Another step towards licence awards
In late February, Challenger submitted its updated environmental management programme (EMPr) after extensive stakeholder consultation. As per the regulator’s request, CEL’s work programme now excludes hydraulic fracturing, allowing it to proceed with initial exploration before technical regulations are finalised. CEL plans to reprocess seismic data, build a geological model and drill up to three coreholes. The regulator has until end June 2015 to approve the EMPr; and if the MPRDA bill is approved by then, exploration licences could potentially be granted soon after. Shell (LONDON:RDSa)’s well-publicised ‘pull-back’ from South Africa could be a tactical move to put pressure on the government to accelerate the legislative and licensing process.
S Africa power crisis worsens; rising need for gas
Regular ‘load shedding’ by Eskom is hurting South Africa’s economy to the tune of 0.5-1.8% of GDP per month, depending on the blackouts’ severity. The country does not have easy or cheap options to solve its near-term power crisis, as gas imports from neighbouring Mozambique would require an expensive new pipeline and LNG (TO:EEL) imports would be technically difficult. If shale exploration is successful, indigenous gas supply could help meet the country’s dire need for more power.

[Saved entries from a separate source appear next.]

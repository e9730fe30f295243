//! Performance prediction of vertical axis wind turbines with the
//! double-multiple-streamtube (DMST) method.
//!
//! The swept area of the turbine is split into streamtubes. For every streamtube the
//! induction factor balancing the momentum loss of the wind against the force on the
//! foil is solved. Streamtubes on the downwind half see the wind already slowed by
//! their upwind partner.
//!
//! ```no_run
//! use vawt::{Aerofoil, VAWTSolver};
//! # fn polar() -> Vec<(f64, f64, f64)> { vec![] }
//! let aerofoil = Aerofoil::builder()
//!     .load_rows(polar(), 80_000.0)?
//!     .symmetric(true)
//!     .build()?;
//! let solution = VAWTSolver::new(&aerofoil).tsr(3.25).solidity(0.35).solve(0.0);
//! println!("cp = {}", solution.c_power());
//! # Ok::<(), vawt::AerofoilBuildError>(())
//! ```
use std::f64::consts::PI;

use log::{debug, info};
use ndarray::{s, Array, Array1, ArrayView1, Zip};

pub mod aerofoil;
mod interpolate;
pub mod streamtube;
mod turbine;

pub use aerofoil::{Aerofoil, AerofoilBuildError, AerofoilBuilder, ClCd};
pub use streamtube::{StreamTube, StreamTubeSolution};
pub use turbine::VAWTCase;

/// rotate the 2d vector `v` by the angle `phi` (in radians)
pub(crate) fn rot_vec([x, y]: [f64; 2], phi: f64) -> [f64; 2] {
    [phi.cos() * x + (-phi).sin() * y, phi.sin() * x + phi.cos() * y]
}

/// A VAWT case and solver settings
#[derive(Debug, Clone)]
pub struct VAWTSolver<'a> {
    aerofoil: &'a Aerofoil,
    n_streamtubes: usize,
    tsr: f64,
    re: f64,
    solidity: f64,
    epsilon: f64,
}

impl<'a> VAWTSolver<'a> {
    /// create a new Solver with the following default values:
    ///
    /// - `n_streamtubes = 50` Number of streamtubes over the whole turbine
    /// - `tsr = 2.0` Tipspeed ratio of the turbine
    /// - `re = 60_000.0` Reynolds number of the turbine
    /// - `solidity = 0.1` Solidity of the Turbine
    /// - `epsilon = 0.01` the solution accuracy for a
    pub fn new(aerofoil: &'a Aerofoil) -> VAWTSolver<'a> {
        VAWTSolver {
            aerofoil,
            n_streamtubes: 50,
            tsr: 2.0,
            re: 60_000.0,
            solidity: 0.1,
            epsilon: 0.01,
        }
    }

    /// update the number of streamtubes for the solution,
    /// if n is not a multiple of 2 `n+1` is used.
    pub fn n_streamtubes(&mut self, n: usize) -> &mut Self {
        let n = n.max(2);
        self.n_streamtubes = if n % 2 == 0 { n } else { n + 1 };
        self
    }

    /// update the tipspeed ratio for the solution
    pub fn tsr(&mut self, tsr: f64) -> &mut Self {
        self.tsr = tsr;
        self
    }

    /// update the reynolds number for the solution
    pub fn re(&mut self, re: f64) -> &mut Self {
        self.re = re;
        self
    }

    /// update the turbine solidity for the solution
    pub fn solidity(&mut self, solidity: f64) -> &mut Self {
        self.solidity = solidity;
        self
    }

    /// update the accuracy of the induction factor
    pub fn epsilon(&mut self, epsilon: f64) -> &mut Self {
        self.epsilon = epsilon;
        self
    }

    /// the turbine settings shared by all streamtubes
    pub fn case(&self) -> VAWTCase<'a> {
        VAWTCase {
            re: self.re,
            tsr: self.tsr,
            solidity: self.solidity,
            aerofoil: self.aerofoil,
        }
    }

    /// solve the VAWT Turbine with a constant beta angle in radians
    pub fn solve(&self, beta: f64) -> VAWTSolution<'a> {
        self.solve_with_beta_fn(|_| beta)
    }

    /// solve the VAWT Turbine with a provided beta angle as function of theta in radians
    pub fn solve_with_beta_fn(&self, beta: impl Fn(f64) -> f64 + Sync) -> VAWTSolution<'a> {
        self.iter_streamtubes(|case, &theta_up, &theta_down| {
            let beta_up = beta(theta_up);
            let beta_down = beta(theta_down);
            let a_up = StreamTube::new(theta_up, beta_up, 0.0).solve_a(case, self.epsilon);
            let a_down = StreamTube::new(theta_down, beta_down, a_up).solve_a(case, self.epsilon);

            (beta_up, beta_down, a_up, a_down)
        })
    }

    /// iterate over all streamtubes, applying `solve_fn`.
    ///
    /// `solve_fn` is called in parallel for each pair of up and downstream streamtubes with:
    /// `Fn(case: &VAWTCase, theta_up: &f64, theta_down: &f64) -> (beta_up: f64, beta_down: f64, a_up: f64, a_down: f64)`
    fn iter_streamtubes(
        &self,
        solve_fn: impl Fn(&VAWTCase, &f64, &f64) -> (f64, f64, f64, f64) + Sync,
    ) -> VAWTSolution<'a> {
        info!(
            "solving {} streamtubes for tsr = {}, re = {}, solidity = {}",
            self.n_streamtubes, self.tsr, self.re, self.solidity
        );
        let d_t_half = PI / self.n_streamtubes as f64;
        let theta = Array::linspace(d_t_half, PI * 2.0 - d_t_half, self.n_streamtubes);
        let mut beta = Array::zeros(self.n_streamtubes);
        let mut a = Array::zeros(self.n_streamtubes);
        let mut a_0 = Array::zeros(self.n_streamtubes);

        let slice_up = s![..self.n_streamtubes / 2];
        let slice_down = s![self.n_streamtubes / 2..;-1];

        let (beta_up, beta_down) = beta.multi_slice_mut((slice_up, slice_down));
        let (a_up, a_down) = a.multi_slice_mut((slice_up, slice_down));

        let case = self.case();

        let func = |theta_up: &f64,
                    theta_down: &f64,
                    beta_up: &mut f64,
                    beta_down: &mut f64,
                    a_up: &mut f64,
                    a_down: &mut f64| {
            debug!(
                "solving for theta = {:.2}° and theta = {:.2}°",
                theta_up.to_degrees(),
                theta_down.to_degrees()
            );
            (*beta_up, *beta_down, *a_up, *a_down) = solve_fn(&case, theta_up, theta_down)
        };

        Zip::from(theta.slice(slice_up))
            .and(theta.slice(slice_down))
            .and(beta_up)
            .and(beta_down)
            .and(a_up)
            .and(a_down)
            .par_for_each(func);

        a_0.slice_mut(slice_down).assign(&a.slice(slice_up));

        VAWTSolution {
            case,
            n_streamtubes: self.n_streamtubes,
            theta,
            beta,
            a,
            a_0,
            epsilon: self.epsilon,
        }
    }
}

/// The solution of a VAWT case
///
/// Point queries at an arbitrary `theta` interpolate the stored streamtube samples linearly.
#[derive(Debug, Clone)]
pub struct VAWTSolution<'a> {
    case: VAWTCase<'a>,
    n_streamtubes: usize,
    theta: Array1<f64>,
    beta: Array1<f64>,
    a: Array1<f64>,
    a_0: Array1<f64>,
    epsilon: f64,
}

impl<'a> VAWTSolution<'a> {
    /// Torque coefficient of the turbine
    pub fn c_torque(&self) -> f64 {
        let ct = self
            .streamtubes()
            .map(|solution| solution.c_tan() * solution.w().powi(2))
            .sum::<f64>();
        ct * self.case.solidity / (self.n_streamtubes as f64)
    }

    /// Power coefficient of the turbine
    pub fn c_power(&self) -> f64 {
        self.c_torque() * self.case.tsr
    }

    /// the pitch angle `beta` at the location `theta`
    pub fn beta(&self, theta: f64) -> f64 {
        interpolate::linear_at(self.theta.view(), self.beta.view(), theta)
    }

    /// the induction factor `a` at the location `theta`
    pub fn a(&self, theta: f64) -> f64 {
        interpolate::linear_at(self.theta.view(), self.a.view(), theta)
    }

    /// the upstream induction factor `a_0` at the location `theta`
    pub fn a_0(&self, theta: f64) -> f64 {
        interpolate::linear_at(self.theta.view(), self.a_0.view(), theta)
    }

    /// the difference between the wind thrust and the foil force
    /// (solution error) at the location `theta`
    pub fn thrust_error(&self, theta: f64) -> f64 {
        self.solution(theta).thrust_error()
    }

    /// tangential foil coefficient at the location `theta`
    pub fn c_tan(&self, theta: f64) -> f64 {
        self.solution(theta).c_tan()
    }

    /// the relative windspeed at the foil at the location `theta`
    pub fn w(&self, theta: f64) -> f64 {
        self.solution(theta).w()
    }

    /// the angle of attack at the foil at the location `theta`
    pub fn alpha(&self, theta: f64) -> f64 {
        self.solution(theta).alpha()
    }

    /// the local reynolds number at the foil at the location `theta`
    pub fn re(&self, theta: f64) -> f64 {
        self.solution(theta).re()
    }

    pub fn epsilon(&self) -> f64 {
        self.epsilon
    }

    pub fn n_streamtubes(&self) -> usize {
        self.n_streamtubes
    }

    pub fn case(&self) -> VAWTCase<'a> {
        self.case
    }

    /// streamtube positions in solver order
    pub fn theta_samples(&self) -> ArrayView1<f64> {
        self.theta.view()
    }

    pub fn beta_samples(&self) -> ArrayView1<f64> {
        self.beta.view()
    }

    pub fn a_samples(&self) -> ArrayView1<f64> {
        self.a.view()
    }

    pub fn a_0_samples(&self) -> ArrayView1<f64> {
        self.a_0.view()
    }

    /// the streamtube solution interpolated at the location `theta`
    pub fn solution(&self, theta: f64) -> StreamTubeSolution<'a> {
        let tube = StreamTube::new(theta, self.beta(theta), self.a_0(theta));
        StreamTubeSolution::new(self.case, tube, self.a(theta))
    }

    /// the solved streamtubes, without interpolation
    pub fn streamtubes(&self) -> impl Iterator<Item = StreamTubeSolution<'a>> + '_ {
        self.theta
            .iter()
            .zip(&self.beta)
            .zip(&self.a)
            .zip(&self.a_0)
            .map(|(((&theta, &beta), &a), &a_0)| {
                StreamTubeSolution::new(self.case, StreamTube::new(theta, beta, a_0), a)
            })
    }
}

Current commodity price fluctuations have little impact on newbuild power economics, which continue to favour gas over coal or diesel in the long term.
Valuation: Appraisal and farm-outs to create value
CEL’s valuation of A$13/acre (down from A$25/acre in Dec 14) equates to pre-feasibility acreage pricing in Australian farm-outs; however CEL is arguably more advanced given the original well success. This leaves significant upside potential given partial de-risking from one well and CEL’s strategic value as the only Karoo shale pure-play. The key near-term catalysts are a licence award and farm-out. A follow-on farm-out would likely attract much higher valuations (A$250-1,000/acre).